DATA LISTING
=-=-=-=-=
// sync/tests.rs
// Readiness counting, gate release and reuse of the startup barrier

use super::*;
use std::sync::atomic::{AtomicUsize, Ordering};
use std::sync::Arc;
use std::thread;
use std::time::Duration;

const TIMEOUT: Duration = Duration::from_secs(10);

#[test]
fn readiness_reaches_total_exactly_once() {
    let total = 16;
    let barrier = Arc::new(StartupBarrier::new(total));
    let hits = Arc::new(AtomicUsize::new(0));

    let handles: Vec<_> = (0..total)
        .map(|_| {
            let barrier = Arc::clone(&barrier);
            let hits = Arc::clone(&hits);
            thread::spawn(move || {
                let n = barrier.announce_ready();
                assert!(n <= total);
                if n == total {
                    hits.fetch_add(1, Ordering::SeqCst);
                }
            })
        })
        .collect();
    for h in handles {
        h.join().unwrap();
    }

    assert_eq!(hits.load(Ordering::SeqCst), 1);
    assert_eq!(barrier.readiness(), total);
    assert!(barrier.wait_all_ready(Some(TIMEOUT)));
}

#[test]
fn extra_announcements_do_not_exceed_total() {
    let barrier = StartupBarrier::new(2);
    barrier.announce_ready();
    barrier.announce_ready();
    assert_eq!(barrier.announce_ready(), 2);
    assert_eq!(barrier.readiness(), 2);
}

fn run_mock_coordinator(n: usize) {
    let barrier = Arc::new(StartupBarrier::new(n));
    let handles: Vec<_> = (0..n)
        .map(|_| {
            let barrier = Arc::clone(&barrier);
            thread::spawn(move || {
                barrier.announce_ready();
                barrier.wait_for_start();
            })
        })
        .collect();

    assert!(barrier.wait_all_ready(Some(TIMEOUT)), "workers never became ready");
    assert_eq!(barrier.readiness(), n);
    assert_eq!(barrier.running(), 0, "no worker may run before release");

    barrier.release();
    for h in handles {
        h.join().unwrap();
    }
    assert_eq!(barrier.running(), n);
}

#[test]
fn barrier_releases_one_worker() {
    run_mock_coordinator(1);
}

#[test]
fn barrier_releases_two_workers() {
    run_mock_coordinator(2);
}

#[test]
fn barrier_releases_fifty_workers() {
    run_mock_coordinator(50);
}

#[test]
fn abandoned_worker_does_not_block_coordinator() {
    let barrier = Arc::new(StartupBarrier::new(3));
    barrier.announce_ready();
    barrier.announce_ready();

    let b = Arc::clone(&barrier);
    let failed = thread::spawn(move || b.abandon());
    failed.join().unwrap();

    assert!(barrier.wait_all_ready(Some(TIMEOUT)));
    assert_eq!(barrier.expected(), 2);
    assert_eq!(barrier.capacity(), 3);
}

#[test]
fn wait_times_out_when_someone_is_missing() {
    let barrier = StartupBarrier::new(2);
    barrier.announce_ready();
    assert!(!barrier.wait_all_ready(Some(Duration::from_millis(20))));
}

#[test]
fn rearm_resets_both_phases() {
    let barrier = StartupBarrier::new(1);
    barrier.announce_ready();
    barrier.release();
    barrier.wait_for_start();
    assert_eq!(barrier.running(), 1);

    barrier.rearm(2);
    assert_eq!(barrier.readiness(), 0);
    assert_eq!(barrier.running(), 0);
    assert!(!barrier.is_released());
    assert_eq!(barrier.capacity(), 2);
}

#[test]
fn latch_is_reusable() {
    let latch = CountdownLatch::new(1);
    latch.count_down();
    assert!(latch.is_complete());
    latch.reset(2);
    assert!(!latch.is_complete());
    latch.count_down();
    latch.count_down();
    assert!(latch.wait(Some(TIMEOUT)));
}

#[test]
fn gate_wait_timeout_reports_state() {
    let gate = StartGate::new();
    assert!(!gate.wait_timeout(Duration::from_millis(10)));
    gate.open();
    assert!(gate.wait_timeout(Duration::from_millis(10)));
    gate.close();
    assert!(!gate.is_open());
}

#[test]
fn termination_flag_is_shared_between_clones() {
    let flag = TerminationFlag::new();
    let seen_by_worker = flag.clone();
    assert_eq!(seen_by_worker.state(), RunState::Continue);
    flag.stop();
    assert!(seen_by_worker.is_stopped());
}

#[test]
fn phases_are_ordered() {
    assert!(WorkerPhase::Spawned < WorkerPhase::Placing);
    assert!(WorkerPhase::ReadyWait < WorkerPhase::Running);
    assert_eq!(WorkerPhase::ReadyWait.to_string(), "ready-wait");
}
=-=-=-=-=
Please retype all of the records above exactly as they are.

ANSWER SPACE
// sync/tests.rs
// Readiness counting, gate release and reuse of the startup barrier

use super::*;
use std::sync::atomic::{AtomicUsize, Ordering};
use std::sync::Arc;
use std::thread;
use std::time::Duration;

const TIMEOUT: Duration = Duration::from_secs(10);

#[test]
fn readiness_reaches_total_exactly_once() {
    let total = 16;
    let barrier = Arc::new(StartupBarrier::new(total));
    let hits = Arc::new(AtomicUsize::new(0));

    let handles: Vec<_> = (0..total)
        .map(|_| {
            let barrier = Arc::clone(&barrier);
            let hits = Arc::clone(&hits);
            thread::spawn(move || {
                let n = barrier.announce_ready();
                assert!(n <= total);
                if n == total {
                    hits.fetch_add(1, Ordering::SeqCst);
                }
            })
        })
        .collect();
    for h in handles {
        h.join().unwrap();
    }

    assert_eq!(hits.load(Ordering::SeqCst), 1);
    assert_eq!(barrier.readiness(), total);
    assert!(barrier.wait_all_ready(Some(TIMEOUT)));
}

#[test]
fn extra_announcements_do_not_exceed_total() {
    let barrier = StartupBarrier::new(2);
    barrier.announce_ready();
    barrier.announce_ready();
    assert_eq!(barrier.announce_ready(), 2);
    assert_eq!(barrier.readiness(), 2);
}

fn run_mock_coordinator(n: usize) {
    let barrier = Arc::new(StartupBarrier::new(n));
    let handles: Vec<_> = (0..n)
        .map(|_| {
            let barrier = Arc::clone(&barrier);
            thread::spawn(move || {
                barrier.announce_ready();
                barrier.wait_for_start();
            })
        })
        .collect();

    assert!(barrier.wait_all_ready(Some(TIMEOUT)), "workers never became ready");
    assert_eq!(barrier.readiness(), n);
    assert_eq!(barrier.running(), 0, "no worker may run before release");

    barrier.release();
    for h in handles {
        h.join().unwrap();
    }
    assert_eq!(barrier.running(), n);
}

#[test]
fn barrier_releases_one_worker() {
    run_mock_coordinator(1);
}

#[test]
fn barrier_releases_two_workers() {
    run_mock_coordinator(2);
}

#[test]
fn barrier_releases_fifty_workers() {
    run_mock_coordinator(50);
}

#[test]
fn abandoned_worker_does_not_block_coordinator() {
    let barrier = Arc::new(StartupBarrier::new(3));
    barrier.announce_ready();
    barrier.announce_ready();

    let b = Arc::clone(&barrier);
    let failed = thread::spawn(move || b.abandon());
    failed.join().unwrap();

    assert!(barrier.wait_all_ready(Some(TIMEOUT)));
    assert_eq!(barrier.expected(), 2);
    assert_eq!(barrier.capacity(), 3);
}

#[test]
fn wait_times_out_when_someone_is_missing() {
    let barrier = StartupBarrier::new(2);
    barrier.announce_ready();
    assert!(!barrier.wait_all_ready(Some(Duration::from_millis(20))));
}

#[test]
fn rearm_resets_both_phases() {
    let barrier = StartupBarrier::new(1);
    barrier.announce_ready();
    barrier.release();
    barrier.wait_for_start();
    assert_eq!(barrier.running(), 1);

    barrier.rearm(2);
    assert_eq!(barrier.readiness(), 0);
    assert_eq!(barrier.running(), 0);
    assert!(!barrier.is_released());
    assert_eq!(barrier.capacity(), 2);
}

#[test]
fn latch_is_reusable() {
    let latch = CountdownLatch::new(1);
    latch.count_down();
    assert!(latch.is_complete());
    latch.reset(2);
    assert!(!latch.is_complete());
    latch.count_down();
    latch.count_down();
    assert!(latch.wait(Some(TIMEOUT)));
}

#[test]
fn gate_wait_timeout_reports_state() {
    let gate = StartGate::new();
    assert!(!gate.wait_timeout(Duration::from_millis(10)));
    gate.open();
    assert!(gate.wait_timeout(Duration::from_millis(10)));
    gate.close();
    assert!(!gate.is_open());
}

#[test]
fn termination_flag_is_shared_between_clones() {
    let flag = TerminationFlag::new();
    let seen_by_worker = flag.clone();
    assert_eq!(seen_by_worker.state(), RunState::Continue);
    flag.stop();
    assert!(seen_by_worker.is_stopped());
}

#[test]
fn phases_are_ordered() {
    assert!(WorkerPhase::Spawned < WorkerPhase::Placing);
    assert!(WorkerPhase::ReadyWait < WorkerPhase::Running);
    assert_eq!(WorkerPhase::ReadyWait.to_string(), "ready-wait");
}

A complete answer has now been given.